Passés maîtres dans l’art de dénicher les perles noyées au fond des back catalogues, les cockneys de Soul Jazz compilent depuis quinze ans sans faute de goût. Itinéraire d’un label gâté.
Au royaume des compilateurs, les Anglais sont les rois. Parmi eux, Soul Jazz s’extrait grâce à des tympans et des contacts aiguisés, et fait l’objet d’un consensus international sur la qualité de ses sélections. Toutes les pointures londoniennes sont passées par les soirées Soul Jazz, de Gilles Peterson à David Rodigan ou Andy Weatherall, et la critique applaudit des deux oreilles.
Le parcours est classique. Tout commence en 1988 par un magasin de disques, Sounds of the Universe, spécialisé dans la soul et le jazz, et dans les disques introuvables. Après avoir réédité quelques raretés, Stuart Baker, et son compère de l’époque Alec, pensent déjà à compiler les plus demandées par les clients.

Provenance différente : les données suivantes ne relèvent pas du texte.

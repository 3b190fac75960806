pub mod delivery_service;
pub mod order_service;
pub mod status_service;
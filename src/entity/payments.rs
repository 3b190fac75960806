use sea_orm::entity::prelude::*;

use crate::models::PaymentStatus;

// order_id is a plain column on purpose: payment rows outlive their order.
#[derive(Clone, Debug, PartialEq, DeriveEntityModel)]
#[sea_orm(table_name = "payments")]
pub struct Model {
    #[sea_orm(primary_key)]
    pub id: i64,
    pub order_id: i64,
    pub method: String,
    #[sea_orm(column_type = "Decimal(Some((12, 2)))")]
    pub amount: Decimal,
    pub status: PaymentStatus,
    pub reference: String,
    pub created_at: DateTimeWithTimeZone,
    pub updated_at: DateTimeWithTimeZone,
}

#[derive(Copy, Clone, Debug, EnumIter, DeriveRelation)]
pub enum Relation {}

impl ActiveModelBehavior for ActiveModel {}
pub mod deliveries;
pub mod orders;
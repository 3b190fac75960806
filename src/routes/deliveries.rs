use axum::{
    Json, Router,
    extract::{Path, State},
    routing::{get, put},
};

use crate::{
    dto::deliveries::LocationReport,
    error::AppResult,
    middleware::auth::AuthUser,
    models::Delivery,
    response::ApiResponse,
    services::delivery_service,
    state::AppState,
};

pub fn router() -> Router<AppState> {
    Router::new()
        .route("/{order_id}", get(get_delivery))
        .route("/{order_id}/location", put(update_location))
}

#[utoipa::path(
    get,
    path = "/api/deliveries/{order_id}",
    responses(
        (status = 200, description = "Last-known driver position", body = ApiResponse<Delivery>),
        (status = 404, description = "No delivery for this order"),
    ),
    security(("bearer_auth" = [])),
    tag = "Deliveries"
)]
pub async fn get_delivery(
    State(state): State<AppState>,
    _user: AuthUser,
    Path(order_id): Path<i64>,
) -> AppResult<Json<ApiResponse<Delivery>>> {
    let resp = delivery_service::get_delivery(&state, order_id).await?;
    Ok(Json(resp))
}

/// REST entry point of the location relay; the socket carries the same call.
#[utoipa::path(
    put,
    path = "/api/deliveries/{order_id}/location",
    request_body = LocationReport,
    responses(
        (status = 200, description = "Location stored and broadcast", body = ApiResponse<Delivery>),
        (status = 400, description = "Coordinates out of range"),
        (status = 403, description = "Forbidden"),
        (status = 404, description = "Order not found"),
    ),
    security(("bearer_auth" = [])),
    tag = "Deliveries"
)]
pub async fn update_location(
    State(state): State<AppState>,
    user: AuthUser,
    Path(order_id): Path<i64>,
    Json(payload): Json<LocationReport>,
) -> AppResult<Json<ApiResponse<Delivery>>> {
    let resp =
        delivery_service::report_location(&state, &user, order_id, payload.into_point()).await?;
    Ok(Json(resp))
}
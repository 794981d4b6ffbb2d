//! Error kinds for intcode operations

use std::fmt;

/// The kind of error that occurred.
///
/// Callers match on `ErrorKind` to tell a broken program (decode and
/// addressing failures) apart from a broken composition (closed channels,
/// exhausted budgets) or bad input text.
#[derive(Debug, Clone, Copy, PartialEq, Eq, Hash)]
#[non_exhaustive]
pub enum ErrorKind {
    // =========================================================================
    // General errors
    // =========================================================================
    /// An unexpected error occurred - catch-all for unhandled cases
    Unexpected,

    /// Invalid argument passed to function
    InvalidArgument,

    /// Invalid configuration
    ConfigInvalid,

    /// Failed to parse program text or other input
    ParseFailed,

    // =========================================================================
    // Decode errors
    // =========================================================================
    /// The cell at the instruction pointer decodes to no known opcode
    InvalidOpcode,

    /// A parameter mode digit is not Position, Immediate or Relative
    InvalidMode,

    /// A write parameter was given in immediate mode
    ImmediateWrite,

    // =========================================================================
    // Memory errors
    // =========================================================================
    /// Read or write of a negative address
    NegativeAddress,

    /// Read or write past the provisioned working memory
    AddressOutOfBounds,

    // =========================================================================
    // Execution errors
    // =========================================================================
    /// Input was needed, the queue was empty and the strict policy is active
    InputUnderrun,

    /// A machine is in its failed state; it must be reset before running again
    MachineFailed,

    /// An instruction or round budget ran out before completion
    BudgetExhausted,

    // =========================================================================
    // Orchestration errors
    // =========================================================================
    /// A channel between machines closed unexpectedly
    ChannelClosed,

    // =========================================================================
    // IO errors
    // =========================================================================
    /// File not found
    FileNotFound,

    /// Permission denied
    PermissionDenied,

    /// IO operation failed
    IoFailed,
}

impl ErrorKind {
    /// Returns the error kind as a static string
    pub fn as_str(&self) -> &'static str {
        match self {
            // General
            ErrorKind::Unexpected => "Unexpected",
            ErrorKind::InvalidArgument => "InvalidArgument",
            ErrorKind::ConfigInvalid => "ConfigInvalid",
            ErrorKind::ParseFailed => "ParseFailed",

            // Decode
            ErrorKind::InvalidOpcode => "InvalidOpcode",
            ErrorKind::InvalidMode => "InvalidMode",
            ErrorKind::ImmediateWrite => "ImmediateWrite",

            // Memory
            ErrorKind::NegativeAddress => "NegativeAddress",
            ErrorKind::AddressOutOfBounds => "AddressOutOfBounds",

            // Execution
            ErrorKind::InputUnderrun => "InputUnderrun",
            ErrorKind::MachineFailed => "MachineFailed",
            ErrorKind::BudgetExhausted => "BudgetExhausted",

            // Orchestration
            ErrorKind::ChannelClosed => "ChannelClosed",

            // IO
            ErrorKind::FileNotFound => "FileNotFound",
            ErrorKind::PermissionDenied => "PermissionDenied",
            ErrorKind::IoFailed => "IoFailed",
        }
    }

    /// Check if this error kind leaves the machine unable to continue.
    ///
    /// Fatal kinds move a machine into its failed state; it only runs
    /// again after a reset.
    pub fn is_fatal(&self) -> bool {
        matches!(
            self,
            ErrorKind::InvalidOpcode
                | ErrorKind::InvalidMode
                | ErrorKind::ImmediateWrite
                | ErrorKind::NegativeAddress
                | ErrorKind::AddressOutOfBounds
                | ErrorKind::InputUnderrun
                | ErrorKind::MachineFailed
        )
    }
}

impl fmt::Display for ErrorKind {
    fn fmt(&self, f: &mut fmt::Formatter<'_>) -> fmt::Result {
        write!(f, "{}", self.as_str())
    }
}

En 1991, la boutique déménage du Nord de Londres à Soho et le label Soul Jazz est créé. L’équipe se bâtit au gré des rencontres, et compte aujourd’hui douze salariés polyvalents, tous un peu DJ dans l’âme, ainsi que deux subdivisions, Universal Sounds et Satellite Records. Après un travail obscur de rééditions de vieux titres de jazz (la série des London Jazz Classics), et de production d’artistes pas franchement hype (Ammoncontact, William Bell, Ocho…) le label se tourne vers les autres continents et explore la connexion Afrique/Latin-Brésil (Voodoo Drums, Batucada/Capoeira).
Le succès pointe enfin son nez avec la compile Nu Yorica (Culture clash in New York City) en 1996, qui figure toujours parmi les best-sellers de la maison. De la funk au reggae, le pas est vite franchi, et en 1998 sort 100% Dynamite, qui rassemble les titres phares des soirées du même nom dans les clubs londoniens. Paradoxalement, alors que le label s’évertuait à conceptualiser ces compilations, ce disque qui reprend pêle-mêle des tubes sans autre critère de sélection que les réactions du dancefloor, fait fureur et établit Soul Jazz dans le reggae. Peu après, le label réussit le plus gros coup de sa carrière en obtenant les droits de réédition de Studio One. Retraité dans son magasin de Brooklyn, Coxsone Dodd, fondateur du mythique label jamaïcain, est réputé très dur en affaires et n’a jamais laissé personne ressortir les milliers de titres qu’il possède, attaquant tous les fraudeurs.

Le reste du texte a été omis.